The folder `directed-abilene-zhang-5min-over-6months-ALL` contains 10 xml files from sndlib each standing for traffic in one 5min timespan.
The configuration you find in `trace_xml_reader_config.yaml`. It contains:
```yaml
source: "directed-abilene-zhang-5min-over-6months-ALL"
# result_trace_filename: <> # default = f'{directory}_{_from}-{to}_trace.csv'
# intermediate_result_filename: <> # default = result_trace_filename + "_intermediate
# _from: 0 # default 0
# to: 100 # default None, means slice is [_from:]
node_name_map: abilene_node_name_map.yaml # default None, means leave the names
run_duration: 100 # default 100
scale_factor: 0.001 # default 0.001
change_rate: 2 # default 2
#ingress_nodes: # default None, means choose all nodes
# - pop0
# - pop1
```
Parameter `source` points to the folder with the xml files. Execute:
```sh
coord-sim/params/convert_traces$ python3 convert_traces.py --config_file trace_xml_reader_config.yaml
[...]
23:20:54: 10 files in directory
23:20:54: Chosen files: os.listdir(directed-abilene-zhang-5min-over-6months-ALL)[0:]
[...]
23:21:00: Written to directed-abilene-zhang-5min-over-6months-ALL_0-None_trace.csv. Last time step 1800
[...]
23:21:00: inter_arrival_mean range: 0.323815912931867, 36.447214465141315
23:21:00: ... mean: 7.381947818616778
23:21:00: ... median: 5.646327364198291
23:21:00: ... std: 5.661472126922231
```
The converted trace is written to `directed-abilene-zhang-5min-over-6months-ALL_0-None_trace.csv`. Reading the files takes most of the time.
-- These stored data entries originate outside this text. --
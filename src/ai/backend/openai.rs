//! OpenAI-compatible Backend
//!
//! Backend using the Chat Completions API of OpenAI or any compatible server.

use async_trait::async_trait;
use secrecy::{ExposeSecret, SecretString};
use serde::{Deserialize, Serialize};
use std::time::Instant;
use tracing::{debug, info, warn};

use super::{
    Completion, CompletionRequest, HealthStatus, ModelBackend, ResponseMetadata, ResponseTiming,
    TokenUsage, build_client, validate_endpoint,
};
use crate::config::BackendConfig;
use crate::constants::network;
use crate::types::{DocForgeError, ErrorClassifier, Result};

const DEFAULT_SYSTEM_PROMPT: &str = "You are a technical writer producing accurate Markdown documentation for software repositories.";

/// OpenAI-compatible backend with secure API key handling
pub struct OpenAiBackend {
    /// API key stored securely - never exposed in logs or debug output
    api_key: SecretString,
    endpoint: String,
    model: String,
    temperature: f32,
    max_tokens: usize,
    client: reqwest::Client,
}

impl std::fmt::Debug for OpenAiBackend {
    fn fmt(&self, f: &mut std::fmt::Formatter<'_>) -> std::fmt::Result {
        f.debug_struct("OpenAiBackend")
            .field("api_key", &"[REDACTED]")
            .field("endpoint", &self.endpoint)
            .field("model", &self.model)
            .field("temperature", &self.temperature)
            .field("max_tokens", &self.max_tokens)
            .finish()
    }
}

impl OpenAiBackend {
    pub fn new(config: &BackendConfig) -> Result<Self> {
        let api_key = config
            .api_key
            .clone()
            .or_else(|| std::env::var("OPENAI_API_KEY").ok())
            .ok_or_else(|| {
                DocForgeError::Config(
                    "OpenAI API key not found. Set OPENAI_API_KEY env var or backend.api_key in config"
                        .to_string(),
                )
            })?;

        Ok(Self {
            api_key: SecretString::from(api_key),
            endpoint: validate_endpoint(config.endpoint_or_default())?,
            model: config.model.clone(),
            temperature: config.temperature,
            max_tokens: config.max_tokens,
            client: build_client(config.timeout_secs)?,
        })
    }

    fn build_request(&self, request: &CompletionRequest) -> ChatCompletionRequest {
        let system = request
            .system
            .clone()
            .unwrap_or_else(|| DEFAULT_SYSTEM_PROMPT.to_string());

        ChatCompletionRequest {
            model: self.model.clone(),
            messages: vec![
                ChatMessage {
                    role: "system".to_string(),
                    content: system,
                },
                ChatMessage {
                    role: "user".to_string(),
                    content: request.prompt.clone(),
                },
            ],
            temperature: self.temperature,
            max_tokens: Some(self.max_tokens),
            response_format: request.json_mode.then(|| ResponseFormat {
                format_type: "json_object".to_string(),
            }),
        }
    }
}

#[async_trait]
impl ModelBackend for OpenAiBackend {
    async fn complete(&self, request: &CompletionRequest) -> Result<Completion> {
        info!(
            model = %self.model,
            json_mode = request.json_mode,
            "Requesting completion from OpenAI-compatible endpoint"
        );

        let start_time = Instant::now();
        let url = format!("{}/chat/completions", self.endpoint);

        debug!(url = %url, "Sending chat completion request");

        let response = self
            .client
            .post(&url)
            .bearer_auth(self.api_key.expose_secret())
            .json(&self.build_request(request))
            .send()
            .await
            .map_err(|e| ErrorClassifier::classify_transport(&e, &self.endpoint, &self.model))?;

        let status = response.status();
        if !status.is_success() {
            let body = response.text().await.unwrap_or_default();
            return Err(ErrorClassifier::classify_http_status(
                status.as_u16(),
                &body,
                &self.endpoint,
                &self.model,
            ));
        }

        let body: ChatCompletionResponse = response
            .json()
            .await
            .map_err(|e| ErrorClassifier::classify_transport(&e, &self.endpoint, &self.model))?;

        let usage = body
            .usage
            .map(|u| TokenUsage::new(u.prompt_tokens, u.completion_tokens))
            .unwrap_or_default();

        let text = body
            .choices
            .into_iter()
            .next()
            .and_then(|c| c.message.content)
            .filter(|t| !t.trim().is_empty())
            .ok_or_else(|| DocForgeError::model(&self.model, "no content in response"))?;

        Ok(Completion {
            text,
            usage,
            timing: ResponseTiming::from_duration(start_time.elapsed()),
            metadata: ResponseMetadata {
                model: self.model.clone(),
                provider: "openai".to_string(),
            },
        })
    }

    fn name(&self) -> &str {
        "openai"
    }

    fn model(&self) -> &str {
        &self.model
    }

    fn endpoint(&self) -> &str {
        &self.endpoint
    }

    async fn health_check(&self) -> Result<HealthStatus> {
        let url = format!("{}/models", self.endpoint);
        let mut status = HealthStatus {
            provider: "openai".to_string(),
            endpoint: self.endpoint.clone(),
            model: self.model.clone(),
            reachable: false,
            model_available: false,
            detail: String::new(),
        };

        let response = self
            .client
            .get(&url)
            .bearer_auth(self.api_key.expose_secret())
            .timeout(std::time::Duration::from_secs(
                network::HEALTH_CHECK_TIMEOUT_SECS,
            ))
            .send()
            .await;

        match response {
            Ok(resp) if resp.status().is_success() => {
                status.reachable = true;
                match resp.json::<ModelList>().await {
                    Ok(list) => {
                        status.model_available = list.data.iter().any(|m| m.id == self.model);
                        status.detail = if status.model_available {
                            "model available".to_string()
                        } else {
                            format!("model '{}' not listed by endpoint", self.model)
                        };
                    }
                    Err(e) => status.detail = format!("could not read model list: {}", e),
                }
            }
            Ok(resp) => {
                warn!(status = %resp.status(), "OpenAI API check failed");
                status.reachable = true;
                status.detail = format!("HTTP {}", resp.status());
            }
            Err(e) => {
                warn!(error = %e, "OpenAI API check failed");
                status.detail = format!("unreachable: {}", e);
            }
        }

        Ok(status)
    }
}

// Request/Response types

#[derive(Debug, Serialize)]
struct ChatCompletionRequest {
    model: String,
    messages: Vec<ChatMessage>,
    temperature: f32,
    #[serde(skip_serializing_if = "Option::is_none")]
    max_tokens: Option<usize>,
    #[serde(skip_serializing_if = "Option::is_none")]
    response_format: Option<ResponseFormat>,
}

#[derive(Debug, Serialize)]
struct ChatMessage {
    role: String,
    content: String,
}

#[derive(Debug, Serialize)]
struct ResponseFormat {
    #[serde(rename = "type")]
    format_type: String,
}

#[derive(Debug, Deserialize)]
struct ChatCompletionResponse {
    choices: Vec<Choice>,
    usage: Option<UsageInfo>,
}

#[derive(Debug, Deserialize)]
struct Choice {
    message: ResponseMessage,
}

#[derive(Debug, Deserialize)]
struct ResponseMessage {
    content: Option<String>,
}

#[derive(Debug, Deserialize)]
struct UsageInfo {
    prompt_tokens: u32,
    completion_tokens: u32,
}

#[derive(Debug, Deserialize)]
struct ModelList {
    data: Vec<ModelEntry>,
}

#[derive(Debug, Deserialize)]
struct ModelEntry {
    id: String,
}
That's why the script writes some intermediate data to another csv file (in this case it is named `directed-abilene-zhang-5min-over-6months-ALL_0-None_intermediate.csv`). You can reuse it with different parameters by setting the `source` parameter to the filename of the intermediate. For example we want to include not all ingress nodes:
`trace_xml_reader_config.yaml`:
```yaml
source: directed-abilene-zhang-5min-over-6months-ALL_0-None_intermediate.csv
result_trace_filename: ing_pop0_pop1.csv
[...]
ingress_nodes: # default None, means choose all nodes
- pop0
- pop1
```
We also give the resulting trace_file another filename to avoid overwriting:
```sh
coord-sim/params/convert_traces$ python3 convert_traces.py --config_file trace_xml_reader_config.yaml
```
The script will work on the data from the intermediate file. By default filenames are constructed from the directory the arguments `_from` and `to`. You also can assign filenames to to the intermediate and the results file:
`trace_xml_reader_config.yaml`:
```yaml
source: "directed-abilene-zhang-5min-over-6months-ALL"
intermediate_result_filename: directed-abilene-zhang-5min-over-6months-ALL_0-None_intermediate.csv
result_trace_filename: ing_pop0_pop1.csv
[...]
```
Since a batch from sndlib contains so many files you can choose a sample of them with arguments `_from` and `to`, which defines a slice. The script calls: `os.listdir(source)[_from:to]` if source is a directory. That way you can limit the number of files to read. If `source` is set to an intermediate file it will be also sliced according to those parameters.
The node names in our network files differ from those in sndlib. To change them a yaml file is assigned. In the above config example parameter `node_name_map` was set to `abilene_node_name_map.yaml`, which looks like this:
```yaml
# defines how to rename nodes (from keys to values). If a node is set to null it will be removed from the
# dataframe. If a node is not mentioned in the yaml it will be ignored, the name will be kept.
ATLAM5: null # this node is removed and does not appear even in the intermediate
ATLAng: pop9 # renamed from ATLAng to pop9
CHINng: pop1
DNVRng: pop6
HSTNng: pop8
IPLSng: pop10
KSCYng: pop7
LOSAng: pop5
NYCMng: pop0
SNVAng: pop4
STTLng: pop3
WASHng: pop2
```
Save plots of the `data_rate` or the `inter_arrival_mean`:
```sh
coord-sim/params/convert_traces$ python3 convert_traces.py --config_file trace_xml_reader_config.yaml --save_plots data_rate inter_arrival_mean
coord-sim/params/convert_traces$ tree
.
├── abilene_node_name_map.yaml
├── convert_traces.py
├── directed-abilene-zhang-5min-over-6months-ALL
│   ├── demandMatrix-abilene-zhang-5min-20040302-1830.xml
│ ├── [...]
│   └── demandMatrix-abilene-zhang-5min-20040907-0905.xml
├── directed-abilene-zhang-5min-over-6months-ALL_0-None_intermediate.csv
├── directed-abilene-zhang-5min-over-6months-ALL_0-None_trace.csv
├── directed-abilene-zhang-5min-over-6months-ALL_0-None_trace_data_rate.png <---
├── directed-abilene-zhang-5min-over-6months-ALL_0-None_trace_inter_arrival_mean.png <---
├── directed-abilene-zhang-5min-over-6months-ALL_0-None_trace_meta.yaml
└── trace_xml_reader_config.yaml
```
Save plots as pdf:
```sh
coord-sim/params/convert_traces$ python3 convert_traces.py --config_file trace_xml_reader_config.yaml --save_plots data_rate inter_arrival_mean --plot_format pdf
```
Show plots in the end of the script by calling plt.show():
```sh
coord-sim/params/convert_traces$ python3 convert_traces.py --config_file trace_xml_reader_config.yaml --plot data_rate inter_arrival_mean
```
For more information look at the doctrings in the script or the comments in the example config.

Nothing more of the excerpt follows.